On trouvent des charpentiers de marine, des calfats et des perceurs, dans les mêmes endroits. Les plus gros chantiers de construction navale sont situés sur la pelouse de la plage. Ils emploient, selon les époques et les commandes, jusqu’à 200 ouvriers. Mais on en trouve de très nombreux autres répartis sur les deux rives de la boucle que forme l’embouchure de l’Arques — l’actuelle île du Pollet —, et qui constitue le port de Dieppe.
Plus le nombre d’ouvriers est grand sur le port et plus la séparation entre ces activités est marquée. L’organisation du travail se décline à plusieurs niveaux. D’une manière générale, il y a un maître qui commande une équipe rassemblant plusieurs compagnons et quelques apprentis. Lorsque le chantier nécessite l’intervention d’un plus grand nombre de personnes, un chef d’ouvrage est désigné parmi les maîtres. Il coordonne le travail de plusieurs équipes commandées chacune par un maître. Dans le cas de très gros chantiers, lorsqu’il s’agit, par exemple, de travailler sur un vaisseau de haut bord, entre le chef d’ouvrage et les maîtres, peuvent s’intercaler plusieurs meneurs d’ouvrages. On voit donc se mettre en place une organisation pyramidale qui n’est pas loin de ressembler à ce que l’on connaît aujourd’hui sur un chantier naval.
Cependant, il n’existe point d’entreprise générale aux effectifs nombreux. Il s’agit plutôt de l’agrégation de petites cellules de base qui conservent leur autonomie les unes par rapport aux autres. Le compagnon est lié à son maître. Celui-ci l’emploie, lui apporte de l’ouvrage et lui fournit nourriture, salaire, voire logement au terme d’un contrat passé entre eux. De même l’apprenti dépend du maître qui lui doit la nourriture et le logement, mais pas de salaire.
Il serait intéressant de connaître l’origine de ces corporations et comment elles ont obtenu leurs statuts. Ce que l’on sait c’est que les ouvriers de la ville de Dieppe sont « fondés en statuts et en corps de communautés » par une ordonnance de Henry 2 qui date du mois de septembre 1555, ordonnance qui fut enregistrée au Parlement de Rouen le 20 juillet 1557. On peut penser que des circonstances particulières ont permis l’obtention de ces droits mais nous n’avons pas réussi à en trouver trace. Il est évident que l’État, ayant intérêt à disposer d’une forte flotte militaire et d’une flotte marchande solide, avait besoin de constructeurs de navires en nombre et en qualité dans tous les ports de la côte. Il n’existe pas partout de corporations organisées. Mais c’est la cas des plus grand ports, dont celui de Dieppe.
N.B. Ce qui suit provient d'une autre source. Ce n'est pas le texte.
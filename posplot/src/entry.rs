//! Fixed-layout entry encode/decode for every table and phase named in
//! SPEC_FULL.md §3. Every entry is represented on the wire as a big-endian
//! bit-packed byte string of a size fixed by `k` and the table/phase; these
//! helpers are the only place that layout is spelled out.

use crate::bit_writer::BitWriter;
use crate::bits::slice_u64;
use crate::constants::{Bitlen, K_EXTRA_BITS, K_OFFSET_SIZE, K_VECTOR_LENS};
use crate::fx::Metadata;

/// The 256-bit value extracted from a verified proof (glossary: Quality).
pub type Quality = [u8; 32];

fn ceil_bytes(bits: u64) -> usize {
  ((bits + 7) / 8) as usize
}

/// `pos`/`sort_key`/`new_pos` width used everywhere except table 1's `x`
/// (exactly k bits) and table 7's `y` (exactly k bits); see SPEC_FULL.md §9
/// ("Ambiguity to flag, not guess").
fn pos_width(k: u32) -> Bitlen {
  k + 1
}

/// Phase 1, table 1: `y (k+kExtraBits) | x (k)`.
#[derive(Clone, Copy, Debug, Default, PartialEq, Eq)]
pub struct T1Entry {
  pub y: u64,
  pub x: u64,
}

impl T1Entry {
  pub fn size_bits(k: u32) -> Bitlen {
    k + K_EXTRA_BITS + k
  }

  pub fn size_bytes(k: u32) -> usize {
    ceil_bytes(Self::size_bits(k) as u64)
  }

  pub fn encode(&self, k: u32) -> Vec<u8> {
    let mut w = BitWriter::with_capacity(Self::size_bytes(k));
    w.write_uint(self.y, k + K_EXTRA_BITS);
    w.write_uint(self.x, k);
    w.pad_to(Self::size_bytes(k));
    w.into_bytes()
  }

  pub fn decode(bytes: &[u8], k: u32) -> Self {
    let y = slice_u64(bytes, 0, k + K_EXTRA_BITS);
    let x = slice_u64(bytes, (k + K_EXTRA_BITS) as u64, k);
    Self { y, x }
  }
}

/// Phase 1, tables 2..6: `y (k+kExtraBits) | pos (k+1) | offset (kOffsetSize)
/// | metadata (kVectorLens[t+1]·k)`. The metadata carried is the width table
/// `t+1`'s Fx evaluation will consume, matching `fx::output_metadata_bits`.
#[derive(Clone, Debug, Default, PartialEq, Eq)]
pub struct MidEntry {
  pub y: u64,
  pub pos: u64,
  pub offset: u64,
  pub metadata: Metadata,
}

impl MidEntry {
  pub fn metadata_bits(t: u32, k: u32) -> Bitlen {
    K_VECTOR_LENS[(t + 1) as usize] * k
  }

  pub fn size_bits(t: u32, k: u32) -> Bitlen {
    (k + K_EXTRA_BITS) + pos_width(k) + K_OFFSET_SIZE + Self::metadata_bits(t, k)
  }

  pub fn size_bytes(t: u32, k: u32) -> usize {
    ceil_bytes(Self::size_bits(t, k) as u64)
  }

  pub fn encode(&self, t: u32, k: u32) -> Vec<u8> {
    let sz = Self::size_bytes(t, k);
    let mut w = BitWriter::with_capacity(sz);
    w.write_uint(self.y, k + K_EXTRA_BITS);
    w.write_uint(self.pos, pos_width(k));
    w.write_uint(self.offset, K_OFFSET_SIZE);
    w.write_uint128(self.metadata.value, Self::metadata_bits(t, k));
    w.pad_to(sz);
    w.into_bytes()
  }

  pub fn decode(bytes: &[u8], t: u32, k: u32) -> Self {
    let y_bits = k + K_EXTRA_BITS;
    let pos_bits = pos_width(k);
    let meta_bits = Self::metadata_bits(t, k);
    let y = slice_u64(bytes, 0, y_bits);
    let pos = slice_u64(bytes, y_bits as u64, pos_bits);
    let offset = slice_u64(bytes, (y_bits + pos_bits) as u64, K_OFFSET_SIZE);
    let meta_value = crate::bits::slice_u128(
      bytes,
      (y_bits + pos_bits + K_OFFSET_SIZE) as u64,
      meta_bits,
    );
    Self {
      y,
      pos,
      offset,
      metadata: Metadata::new(meta_value, meta_bits),
    }
  }
}

/// Phase 1, table 7: `y (k) | pos (k+1) | offset (kOffsetSize)`.
#[derive(Clone, Copy, Debug, Default, PartialEq, Eq)]
pub struct T7PreEntry {
  pub y: u64,
  pub pos: u64,
  pub offset: u64,
}

impl T7PreEntry {
  pub fn size_bits(k: u32) -> Bitlen {
    k + pos_width(k) + K_OFFSET_SIZE
  }

  pub fn size_bytes(k: u32) -> usize {
    ceil_bytes(Self::size_bits(k) as u64)
  }

  pub fn encode(&self, k: u32) -> Vec<u8> {
    let sz = Self::size_bytes(k);
    let mut w = BitWriter::with_capacity(sz);
    w.write_uint(self.y, k);
    w.write_uint(self.pos, pos_width(k));
    w.write_uint(self.offset, K_OFFSET_SIZE);
    w.pad_to(sz);
    w.into_bytes()
  }

  pub fn decode(bytes: &[u8], k: u32) -> Self {
    let pos_bits = pos_width(k);
    let y = slice_u64(bytes, 0, k);
    let pos = slice_u64(bytes, k as u64, pos_bits);
    let offset = slice_u64(bytes, (k + pos_bits) as u64, K_OFFSET_SIZE);
    Self { y, pos, offset }
  }
}

/// After Phase 2, tables 2..6: `sort_key (k+1) | pos (k+1) | offset (kOffsetSize)`.
#[derive(Clone, Copy, Debug, Default, PartialEq, Eq)]
pub struct Phase2Entry {
  pub sort_key: u64,
  pub pos: u64,
  pub offset: u64,
}

impl Phase2Entry {
  pub fn size_bits(k: u32) -> Bitlen {
    pos_width(k) + pos_width(k) + K_OFFSET_SIZE
  }

  pub fn size_bytes(k: u32) -> usize {
    ceil_bytes(Self::size_bits(k) as u64)
  }

  pub fn encode(&self, k: u32) -> Vec<u8> {
    let sz = Self::size_bytes(k);
    let mut w = BitWriter::with_capacity(sz);
    let pw = pos_width(k);
    w.write_uint(self.sort_key, pw);
    w.write_uint(self.pos, pw);
    w.write_uint(self.offset, K_OFFSET_SIZE);
    w.pad_to(sz);
    w.into_bytes()
  }

  pub fn decode(bytes: &[u8], k: u32) -> Self {
    let pw = pos_width(k);
    let sort_key = slice_u64(bytes, 0, pw);
    let pos = slice_u64(bytes, pw as u64, pw);
    let offset = slice_u64(bytes, (2 * pw) as u64, K_OFFSET_SIZE);
    Self {
      sort_key,
      pos,
      offset,
    }
  }
}

/// Table 7 after Phase 2 (rewritten in place): `y (k) | new_pos (k+1) |
/// new_offset (kOffsetSize)`.
#[derive(Clone, Copy, Debug, Default, PartialEq, Eq)]
pub struct T7Entry {
  pub y: u64,
  pub pos: u64,
  pub offset: u64,
}

impl T7Entry {
  pub fn size_bits(k: u32) -> Bitlen {
    k + pos_width(k) + K_OFFSET_SIZE
  }

  pub fn size_bytes(k: u32) -> usize {
    ceil_bytes(Self::size_bits(k) as u64)
  }

  pub fn encode(&self, k: u32) -> Vec<u8> {
    let sz = Self::size_bytes(k);
    let mut w = BitWriter::with_capacity(sz);
    w.write_uint(self.y, k);
    w.write_uint(self.pos, pos_width(k));
    w.write_uint(self.offset, K_OFFSET_SIZE);
    w.pad_to(sz);
    w.into_bytes()
  }

  pub fn decode(bytes: &[u8], k: u32) -> Self {
    let pos_bits = pos_width(k);
    let y = slice_u64(bytes, 0, k);
    let pos = slice_u64(bytes, k as u64, pos_bits);
    let offset = slice_u64(bytes, (k + pos_bits) as u64, K_OFFSET_SIZE);
    Self { y, pos, offset }
  }
}

/// After Phase 3 Pass 1: `line_point (2k bits) | sort_key (k+1)`. The
/// checkpoint alignment in §6 reserves a full `2k`-bit field even though the
/// value itself never exceeds `2k-1` significant bits (see DESIGN.md).
#[derive(Clone, Copy, Debug, Default, PartialEq, Eq)]
pub struct LinePointEntry {
  pub line_point: u128,
  pub sort_key: u64,
}

impl LinePointEntry {
  pub fn size_bits(k: u32) -> Bitlen {
    2 * k + pos_width(k)
  }

  pub fn size_bytes(k: u32) -> usize {
    ceil_bytes(Self::size_bits(k) as u64)
  }

  pub fn encode(&self, k: u32) -> Vec<u8> {
    let sz = Self::size_bytes(k);
    let mut w = BitWriter::with_capacity(sz);
    w.write_uint128(self.line_point, 2 * k);
    w.write_uint(self.sort_key, pos_width(k));
    w.pad_to(sz);
    w.into_bytes()
  }

  pub fn decode(bytes: &[u8], k: u32) -> Self {
    let line_point = crate::bits::slice_u128(bytes, 0, 2 * k);
    let sort_key = slice_u64(bytes, (2 * k) as u64, pos_width(k));
    Self {
      line_point,
      sort_key,
    }
  }
}

/// The reorder stream Phase 3 writes for table `t+1`: `sort_key (k+1) |
/// new_pos (k+1)`.
#[derive(Clone, Copy, Debug, Default, PartialEq, Eq)]
pub struct SortKeyPos {
  pub sort_key: u64,
  pub new_pos: u64,
}

impl SortKeyPos {
  pub fn size_bits(k: u32) -> Bitlen {
    2 * pos_width(k)
  }

  pub fn size_bytes(k: u32) -> usize {
    ceil_bytes(Self::size_bits(k) as u64)
  }

  pub fn encode(&self, k: u32) -> Vec<u8> {
    let sz = Self::size_bytes(k);
    let pw = pos_width(k);
    let mut w = BitWriter::with_capacity(sz);
    w.write_uint(self.sort_key, pw);
    w.write_uint(self.new_pos, pw);
    w.pad_to(sz);
    w.into_bytes()
  }

  pub fn decode(bytes: &[u8], k: u32) -> Self {
    let pw = pos_width(k);
    let sort_key = slice_u64(bytes, 0, pw);
    let new_pos = slice_u64(bytes, pw as u64, pw);
    Self { sort_key, new_pos }
  }
}

/// Table 7 after Phase 3 (§4.6): the `(pos, offset)` pair has collapsed into
/// a single pointer, since proving only ever needs one line-point lookup
/// into table 6's parks. `y (k) | new_pos (k+1)`.
#[derive(Clone, Copy, Debug, Default, PartialEq, Eq)]
pub struct FinalT7Entry {
  pub y: u64,
  pub new_pos: u64,
}

impl FinalT7Entry {
  pub fn size_bits(k: u32) -> Bitlen {
    k + pos_width(k)
  }

  pub fn size_bytes(k: u32) -> usize {
    ceil_bytes(Self::size_bits(k) as u64)
  }

  pub fn encode(&self, k: u32) -> Vec<u8> {
    let sz = Self::size_bytes(k);
    let mut w = BitWriter::with_capacity(sz);
    w.write_uint(self.y, k);
    w.write_uint(self.new_pos, pos_width(k));
    w.pad_to(sz);
    w.into_bytes()
  }

  pub fn decode(bytes: &[u8], k: u32) -> Self {
    let y = slice_u64(bytes, 0, k);
    let new_pos = slice_u64(bytes, k as u64, pos_width(k));
    Self { y, new_pos }
  }
}

#[cfg(test)]
mod tests {
  use super::*;

  #[test]
  fn test_t1_entry_round_trip() {
    let k = 20;
    let e = T1Entry {
      y: (1 << (k + K_EXTRA_BITS)) - 1,
      x: (1 << k) - 3,
    };
    let bytes = e.encode(k);
    assert_eq!(bytes.len(), T1Entry::size_bytes(k));
    assert_eq!(T1Entry::decode(&bytes, k), e);
  }

  #[test]
  fn test_mid_entry_round_trip() {
    let k = 18;
    for t in 2..=6u32 {
      let meta_bits = MidEntry::metadata_bits(t, k);
      let e = MidEntry {
        y: (1 << (k + K_EXTRA_BITS)) - 5,
        pos: (1 << k) - 7,
        offset: 511,
        metadata: Metadata::new(0xABCDEF1234567890u128, meta_bits),
      };
      let bytes = e.encode(t, k);
      assert_eq!(bytes.len(), MidEntry::size_bytes(t, k));
      assert_eq!(MidEntry::decode(&bytes, t, k), e, "table {t}");
    }
  }

  #[test]
  fn test_t7_pre_entry_round_trip() {
    let k = 19;
    let e = T7PreEntry {
      y: (1 << k) - 2,
      pos: (1 << k) - 9,
      offset: 42,
    };
    let bytes = e.encode(k);
    assert_eq!(T7PreEntry::decode(&bytes, k), e);
  }

  #[test]
  fn test_phase2_entry_round_trip() {
    let k = 22;
    let e = Phase2Entry {
      sort_key: (1 << k) + 3,
      pos: (1 << k) - 1,
      offset: 777,
    };
    let bytes = e.encode(k);
    assert_eq!(Phase2Entry::decode(&bytes, k), e);
  }

  #[test]
  fn test_line_point_entry_round_trip() {
    let k = 24;
    let e = LinePointEntry {
      line_point: (1u128 << (2 * k - 1)) + 12345,
      sort_key: (1 << k) - 4,
    };
    let bytes = e.encode(k);
    assert_eq!(LinePointEntry::decode(&bytes, k), e);
  }

  #[test]
  fn test_sort_key_pos_round_trip() {
    let k = 30;
    let e = SortKeyPos {
      sort_key: (1 << k) + 10,
      new_pos: (1 << k) - 6,
    };
    let bytes = e.encode(k);
    assert_eq!(SortKeyPos::decode(&bytes, k), e);
  }

  #[test]
  fn test_final_t7_entry_round_trip() {
    let k = 21;
    let e = FinalT7Entry {
      y: (1 << k) - 1,
      new_pos: (1 << k) + 2,
    };
    let bytes = e.encode(k);
    assert_eq!(bytes.len(), FinalT7Entry::size_bytes(k));
    assert_eq!(FinalT7Entry::decode(&bytes, k), e);
  }
}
Cette organisation vise à assurer la qualité de l’ouvrage sur une activité sensible qui engage la vie humaine. Faire que le travail ne soit pas bâclé de manière à limiter les risques de malfaçons, afin de réduire les risques d’avaries. Il faut que les navires qui sortent des chantiers puissent faire face aux caprices de la météo. Il s’agit, en effet, d’avoir une organisation qui forme et fidélise des travailleurs compétents.
Charpentiers de marine traînant une lourde pièce de bois; miniature de la planche "Marine, chantier de construction" de l'Encyclopédie Diderot et d'Alembert:
L’apprentissage: clé de voûte du système.
Il faut que chaque compagnon ait acquis un savoir-faire. Pour cela il est nécessaire que tous les ouvriers aient suivi un véritable apprentissage. Il dure deux années, parfois trois. A l’origine il devait se terminer par la fabrication d’un chef d’œuvre; c’était en quelque sorte un certificat d’aptitude, la manifestation publique que l’on avait acquis les bases du métier.
Sa durée est fonction de l’âge d’entrée en apprentissage. Un arrêt du conseil d’État datant de 1726, spécifique à la ville de Marseille, oblige à ce que, lorsque un jeune entre en apprentissage à l’âge de 13 ans, celui-ci dure trois ans. Par contre lorsqu’il commence à 14 ans révolu, sa durée est de deux ans. Cela veut dire, qu’il faut non seulement que le compagnon ait acquis les rudiments de son métier, mais qu’il ait aussi la corpulence et la force nécessaires pour exercer ce travail. Ce qui n’était pas le cas avant 16 ans.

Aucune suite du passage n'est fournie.